GraalVM Native Image の Native Memory Tracking の紹介

Last updated at Posted at 2024-12-04

この記事は NTT コムウェア Advent Calendar 2024 5日目の記事です。

はじめに

こんにちは、NTT コムウェア株式会社の坂本統です。

私は普段 Java システムの技術サポートを仕事にしています。
特に Java 実行・開発環境ソフトウェア(JRE/JDK)である OpenJDK を専門として Java 仮想マシン(JVM)のトラブルシューティングを得意としています。
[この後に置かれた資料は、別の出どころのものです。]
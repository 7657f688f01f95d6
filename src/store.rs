//! Outward store handle: one path-indexed container per backing file.
//!
//! `DataStore` composes the file primitive, the dataset/table codecs and the
//! record protocol behind a single handle that is cheap to clone-share via
//! `Arc`. The concurrency contract is single-writer/multiple-readers across
//! processes: one Append-mode writer may coexist with Read-mode handles once
//! `enable_concurrent_read` has been called; readers observe a writer's
//! flushes through `refresh`. The contract is documented, not type-enforced,
//! and violations surface as `ModeError`.

use std::path::{Path, PathBuf};
use std::sync::{Arc, Once};

use crate::data::{ArrayData, AttrMap, AttrValue};
use crate::dataset::{self, DsetSpec};
use crate::dframe::{self, DataFrame, ReadOptions};
use crate::file::{unquote, Mode, StoreFile};
use crate::object::{self, Persistent, Retrieved, StorableValue};
use crate::shape::{self, AxisTags, ShapeDescr};
use crate::wrapper::ArrayWrapper;
use crate::Result;

static BUILTIN_TYPES: Once = Once::new();

fn register_builtins() {
    BUILTIN_TYPES.call_once(|| {
        object::register::<object::GroupRecord>();
        object::register::<ArrayWrapper>();
    });
}

/// A path-indexed container over one backing file.
pub struct DataStore {
    file: Arc<StoreFile>,
    temp_path: Option<PathBuf>,
}

impl DataStore {
    /// Open an existing container or create a fresh one, per `mode`.
    pub fn open(path: impl AsRef<Path>, mode: Mode) -> Result<DataStore> {
        register_builtins();
        let file = StoreFile::open(path.as_ref(), mode)?;
        log::info!("opened {} in {:?} mode", path.as_ref().display(), mode);
        Ok(DataStore {
            file: Arc::new(file),
            temp_path: None,
        })
    }

    /// Create a fresh container, truncating any previous content.
    pub fn create(path: impl AsRef<Path>) -> Result<DataStore> {
        DataStore::open(path, Mode::Write)
    }

    /// Open for appending, creating the file if missing.
    pub fn append(path: impl AsRef<Path>) -> Result<DataStore> {
        DataStore::open(path, Mode::Append)
    }

    /// Open an existing container read-only.
    pub fn read(path: impl AsRef<Path>) -> Result<DataStore> {
        DataStore::open(path, Mode::Read)
    }

    /// Writable container backed by a fresh temporary file. The backing
    /// path stays on disk after `close`; the caller owns and deletes it.
    pub fn temporary() -> Result<DataStore> {
        let tmp = tempfile::Builder::new()
            .prefix("seistore-")
            .suffix(".seistore")
            .tempfile()?;
        let path = tmp.into_temp_path().keep().map_err(std::io::Error::from)?;
        let mut store = DataStore::open(&path, Mode::Write)?;
        store.temp_path = Some(path);
        Ok(store)
    }

    pub fn path(&self) -> &Path {
        self.file.path()
    }

    pub fn mode(&self) -> Mode {
        self.file.mode()
    }

    /// Backing path of a temporary store, if this is one.
    pub fn temp_path(&self) -> Option<&Path> {
        self.temp_path.as_deref()
    }

    /// Shared handle to the underlying file primitive, for the lower-level
    /// codec entry points.
    pub fn file(&self) -> &Arc<StoreFile> {
        &self.file
    }

    pub fn flush(&self) -> Result<()> {
        self.file.flush()
    }

    /// Re-read the backing file to observe another process's flushes.
    /// Read-mode handles only.
    pub fn refresh(&self) -> Result<()> {
        self.file.refresh()
    }

    /// Allow Read-mode handles on this file while this writer stays open.
    pub fn enable_concurrent_read(&self) -> Result<()> {
        self.file.enable_concurrent_read()
    }

    /// Flush (when writable) and drop the handle.
    pub fn close(self) -> Result<()> {
        let path = self.file.path().to_path_buf();
        match Arc::try_unwrap(self.file) {
            Ok(file) => file.close()?,
            // another clone still holds the file; it flushes on final drop
            Err(shared) => {
                if shared.mode() != Mode::Read {
                    shared.flush()?;
                }
            }
        }
        log::info!("closed {}", path.display());
        Ok(())
    }

    // ==================== nodes and attributes ====================

    pub fn exists(&self, path: &str) -> bool {
        self.file.exists(path)
    }

    pub fn create_group(&self, path: &str) -> Result<()> {
        self.file.create_group(path)
    }

    /// Child names under a group, unquoted back to their original keys.
    pub fn children(&self, path: &str) -> Result<Vec<String>> {
        Ok(self
            .file
            .children(path)?
            .iter()
            .map(|k| unquote(k))
            .collect())
    }

    pub fn set_attr(&self, path: &str, name: &str, value: AttrValue) -> Result<()> {
        self.file.set_attr(path, name, value)
    }

    pub fn get_attr(&self, path: &str, name: &str) -> Result<Option<AttrValue>> {
        self.file.get_attr(path, name)
    }

    pub fn get_attrs(&self, path: &str) -> Result<AttrMap> {
        self.file.get_attrs(path)
    }

    // ==================== values and records ====================

    /// Item assignment: write a storable value at `path`.
    pub fn set(&self, path: &str, value: &StorableValue) -> Result<()> {
        object::set_value(&self.file, path, value)
    }

    /// Write a tagged record (payload, flush, then attrs and tag).
    pub fn set_obj<T: Persistent>(&self, path: &str, obj: &T) -> Result<()> {
        object::set_obj(&self.file, path, obj)
    }

    /// Item access: raw value or registry-restored object.
    pub fn get(&self, path: &str) -> Result<Retrieved> {
        object::get(&self.file, path)
    }

    /// Typed read, checking the stored tag.
    pub fn get_obj<T: Persistent>(&self, path: &str) -> Result<T> {
        object::get_obj(&self.file, path)
    }

    // ==================== datasets ====================

    pub fn create_dset(&self, path: &str, spec: &DsetSpec) -> Result<()> {
        dataset::create(&self.file, path, spec)
    }

    /// Grow a dataset along its leading axis; returns the new length.
    pub fn extend(&self, path: &str, array: &ArrayData) -> Result<usize> {
        dataset::extend(&self.file, path, array)
    }

    /// Handle for repeated appends to one growable dataset.
    pub fn extendable(&self, path: &str, spec: &DsetSpec) -> Result<dataset::ExtDset> {
        if self.file.exists(path) {
            dataset::ExtDset::open(Arc::clone(&self.file), path)
        } else {
            dataset::ExtDset::create(Arc::clone(&self.file), path, spec)
        }
    }

    pub fn read_array(&self, path: &str) -> Result<ArrayData> {
        self.file.read_array(path)
    }

    pub fn dataset_len(&self, path: &str) -> Result<usize> {
        self.file.dataset_len(path)
    }

    // ==================== tables ====================

    pub fn create_df(&self, path: &str, df: &DataFrame, attrs: &AttrMap) -> Result<()> {
        dframe::create_df(&self.file, path, df, attrs)
    }

    pub fn read_df(&self, path: &str, opts: &ReadOptions) -> Result<DataFrame> {
        dframe::read_df(&self.file, path, opts)
    }

    // ==================== named axes ====================

    pub fn set_shape_descr(
        &self,
        path: &str,
        axes: Vec<(String, AxisTags)>,
        extra: &AttrMap,
    ) -> Result<()> {
        shape::set_shape_descr(&self.file, path, axes, extra)
    }

    pub fn shape_descr(&self, path: &str) -> Result<ShapeDescr> {
        match self.file.get_attr(path, crate::JSON_ATTR)? {
            Some(AttrValue::Str(js)) => shape::get_shape_descr(&js),
            _ => Err(crate::StoreError::KeyNotFound(format!(
                "{} has no shape descriptor",
                path
            ))),
        }
    }

    /// Select from a named-axis dataset, preserving rank.
    pub fn sel(&self, path: &str, filters: &[(String, AttrValue)]) -> Result<ArrayData> {
        shape::sel(&self.file, path, filters)
    }
}

impl std::fmt::Debug for DataStore {
    fn fmt(&self, f: &mut std::fmt::Formatter<'_>) -> std::fmt::Result {
        f.debug_struct("DataStore")
            .field("path", &self.file.path())
            .field("mode", &self.file.mode())
            .finish()
    }
}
今年は日本 Java ユーザグループ主催の JJUG CCC 2024 Fall にて、OpenJDK の Native Memory Tracking(NMT) 機能について調査した結果を発表させていただきました。
本記事はそれに関連して、GraalVM for JDK 23 から追加された Native Image の Native Memory Tracking(NMT) について調査した結果を紹介します。

本記事を理解するためにはいくつか前提知識が必要ですので、併せて私の Qiita 記事もご参照下さい。

なお本記事の内容は GraalVM for JDK 23 に基づいて執筆していますので、今後のアップデートで変更の可能性があることにご留意ください。

概要

GraalVM for JDK 23 にて、Native Image の NMT 機能が初期実装されました。まだ開発中のため OpenJDK の NMT と比べて不足している機能や異なる仕様がありますが、アプリケーションのメモリ消費傾向を解析するための嬉しい機能追加です。

まず OpenJDK の NMT について説明すると、この機能は Java プロセスのメモリ消費量を細分化された単位で記録します。Java ヒープや Metaspace などのアプリケーションによって管理されたメモリ領域だけでなく、JVM(HotSpot VM) 自身がその動作のために必要なメモリ領域(ネイティブメモリ)も測定できます。本記事では 分かりやすさのため Java ヒープ領域をオンヒープ、ネイティブメモリをオフヒープと呼称します。

一方 Native Image の NMT は(現時点で)オフヒープの使用量のみを記録できます。Native Image は OpenJDK の HotSpot と異なり、JVM に Substrate VM を使用します。Substrate VM は Java で実装されるため、SubstrateVM が使用するメモリもオンヒープに割り当てられます。ただし、それでもいくつかの Substrate VM の機能はオフヒープでメモリを割り当てます。Native Image の NMT はこのオフヒープのメモリ消費を追跡することを目的にしています。

本記事では Native Image の NMT の使用方法と記録した NMT 情報の見方について説明した後、実際に NMT 機能を使用した結果を紹介いたします。

使用方法

Native Image の NMT 機能を利用するには、他のデバッグ機能と同様に --enable-monitoring オプションに nmt を指定してビルド時から NMT 機能を有効化(イメージへの追加)する必要があります。

ビルド例
$ native-image --enable-monitoring=nmt MyApp

--enable-monitoring にはヒープダンプ出力機能(heapdump)や JDF Flight Recorder(JFR) 機能の有効化(jfr)も指定できます。NMT を試す場合はこれらを含むすべてのデバッグ機能を有効化する all を指定すると便利です。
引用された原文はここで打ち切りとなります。